Tuesday, August 19, 2014

The best thing you can do for your kids


The best thing you can do for your kids is to accept them for who they are.  Not only accept, but love and celebrate them as they are, not for who you want them to be.  Don't criticize them for their dreams or for their imperfections.  And to teach them to accept, love, and celebrate themselves and others as they are, imperfections and all.

Children who are criticized constantly, who think they are not good enough, or cannot gain their parents approval grow up to be hard on themselves and others.  They grow up thinking "I'm not good enough", "I have to be perfect", " I have to try harder to better myself in every way".  They never have enough. They look outside themselves for happiness because they don't have it inside. Or they look for approval from others.

Now I'm not saying to go to the extreme and faughn over your kids and act as if everything they do is great.  There needs to be a balance. There needs to be accountability. There need to be boundaries and limits.  Kids need to know where the limits are and have some structure in their life. But give them feedback on how to improve and know when good enough is.  They need to know everyone including themselves and their parents are not perfect.  We will all make mistakes.  Learn from them and move on. And that's what makes life interesting.

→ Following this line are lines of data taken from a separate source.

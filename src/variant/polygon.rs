use serde::{de::Error as _, Deserialize, Deserializer, Serialize};

use super::position::{uniform_dimension, AnyPosition, Position};
use super::{mismatch, GeometryVariant};
use crate::error::{Error, Result};
use crate::geometry::{self, Geometry, GeometryKind};

/// A closed ring: at least four positions, the last equal to the first.
#[derive(Debug, Clone, PartialEq, Serialize)]
#[serde(transparent, bound = "P: Position")]
pub struct LinearRing<P: Position>(Vec<P>);

impl<P: Position> LinearRing<P> {
    /// # Errors
    ///
    /// Fails with fewer than four positions, an open ring or mixed dimensionality.
    pub fn new(positions: Vec<P>) -> Result<Self> {
        if positions.len() < 4 {
            return Err(Error::validation(format!(
                "A LinearRing must have at least 4 positions, found {}.",
                positions.len()
            )));
        }
        if positions.first() != positions.last() {
            return Err(Error::validation(
                "The first and last position of a LinearRing must be the same.",
            ));
        }
        uniform_dimension(&positions)?;
        Ok(Self(positions))
    }

    #[must_use]
    pub fn positions(&self) -> &[P] {
        &self.0
    }

    fn from_line(line: &geometry::LineString) -> Result<Self> {
        Self::new(line.0.iter().map(P::from_coord).collect::<Result<_>>()?)
    }

    fn to_line(&self) -> geometry::LineString {
        self.0.iter().map(Position::to_coord).collect()
    }

    fn map<Q: Position>(self, f: &impl Fn(P) -> Q) -> LinearRing<Q> {
        LinearRing(self.0.into_iter().map(f).collect())
    }
}

impl<'de, P: Position> Deserialize<'de> for LinearRing<P> {
    fn deserialize<D: Deserializer<'de>>(deserializer: D) -> std::result::Result<Self, D::Error> {
        Self::new(Vec::deserialize(deserializer)?).map_err(D::Error::custom)
    }
}

/// Exterior ring followed by the holes.
#[derive(Debug, Clone, PartialEq, Serialize)]
#[serde(transparent, bound = "P: Position")]
pub struct PolygonCoordinates<P: Position>(Vec<LinearRing<P>>);

impl<P: Position> PolygonCoordinates<P> {
    /// # Errors
    ///
    /// Fails without an exterior ring or when rings differ in dimensionality.
    pub fn new(rings: Vec<LinearRing<P>>) -> Result<Self> {
        if rings.is_empty() {
            return Err(Error::validation(
                "A Polygon must have at least an exterior ring.",
            ));
        }
        uniform_dimension(rings.iter().flat_map(|ring| ring.0.iter()))?;
        Ok(Self(rings))
    }

    #[must_use]
    pub fn exterior(&self) -> &LinearRing<P> {
        &self.0[0]
    }

    #[must_use]
    pub fn interiors(&self) -> &[LinearRing<P>] {
        &self.0[1..]
    }

    #[must_use]
    pub fn rings(&self) -> &[LinearRing<P>] {
        &self.0
    }

    pub(crate) fn from_polygon(polygon: &geometry::Polygon) -> Result<Self> {
        Self::new(polygon.rings().map(LinearRing::from_line).collect::<Result<_>>()?)
    }

    pub(crate) fn to_polygon(&self) -> geometry::Polygon {
        geometry::Polygon::new(
            self.exterior().to_line(),
            self.interiors().iter().map(LinearRing::to_line).collect(),
        )
    }

    pub(crate) fn map<Q: Position>(self, f: &impl Fn(P) -> Q) -> PolygonCoordinates<Q> {
        PolygonCoordinates(self.0.into_iter().map(|ring| ring.map(f)).collect())
    }
}

impl<'de, P: Position> Deserialize<'de> for PolygonCoordinates<P> {
    fn deserialize<D: Deserializer<'de>>(deserializer: D) -> std::result::Result<Self, D::Error> {
        Self::new(Vec::deserialize(deserializer)?).map_err(D::Error::custom)
    }
}

#[derive(Debug, Clone, PartialEq, Serialize, Deserialize)]
#[serde(bound = "P: Position")]
pub struct Polygon<P: Position = AnyPosition> {
    coordinates: PolygonCoordinates<P>,
}

impl<P: Position> Polygon<P> {
    #[must_use]
    pub fn new(coordinates: PolygonCoordinates<P>) -> Self {
        Self { coordinates }
    }

    #[must_use]
    pub fn coordinates(&self) -> &PolygonCoordinates<P> {
        &self.coordinates
    }

    pub(crate) fn map<Q: Position>(self, f: &impl Fn(P) -> Q) -> Polygon<Q> {
        Polygon {
            coordinates: self.coordinates.map(f),
        }
    }
}

impl<P: Position> GeometryVariant for Polygon<P> {
    const KIND: GeometryKind = GeometryKind::Polygon;

    fn from_canonical(geometry: &Geometry) -> Result<Self> {
        match geometry {
            Geometry::Polygon(polygon) => {
                Ok(Self::new(PolygonCoordinates::from_polygon(polygon)?))
            }
            other => Err(mismatch(Self::KIND, other)),
        }
    }

    fn to_canonical(&self) -> Geometry {
        Geometry::Polygon(self.coordinates.to_polygon())
    }
}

It's sad to see when a client of mine is on the treatment table wondering what was wrong with them, what terrible thing did they do to not be praised and approved of by their parents.  That's not even mentioning abuse or neglect that many kids have experienced. Hopefully this generation of kids has learned better.

Action

Love, love, love your kids or the kids in your life and let them know they are great just the way they are, faults and all.  Kids especially are going to make mistakes and not always behave how adults want them to, it's part of being a kid. Even adults make mistakes. Why would we ever fault for kids for it. Love and enjoy!

Thursday, August 14, 2014

Watching What You Think About


"What you think about expands.  If your thoughts are centered on what's missing, then what's missing, by definition, will have to expand." This was a piece of wisdom in the book, Everyday Wisdom by Wayne Dyer that I read today.

It's true.  If you constantly focus on what's missing in your life, what's wrong with it, or what's wrong with the people in your life. You're going to miss out on what you do have, notice all the things wrong, and put strain on your relationships.  Life is not perfect. No person is perfect. Your spouse is not perfect. Your kids and parents are not perfect. Your friends are not perfect. Your boss is not perfect. You are not perfect.  Don't spend time on what's wrong or missing.  Focus on what's right. Focus on the things you do like about people. You did like something about them or you wouldn't have gotten into a relationship with them.

When we focus on the good, we will see more good things happen. When we focus on other people's goodness, we will see more of it and we will allow them to relax and be happier. Spending time looking at the good is a good use of our time and energy. It also allows us to relax when we can be happy with life just the way it is and with those around us just as they are. And relaxing is always good for our health.

Action

Relax and let people be. Enjoy today without thinking about what's missing or how it can be better. Just one day and see what happens.  Enjoy!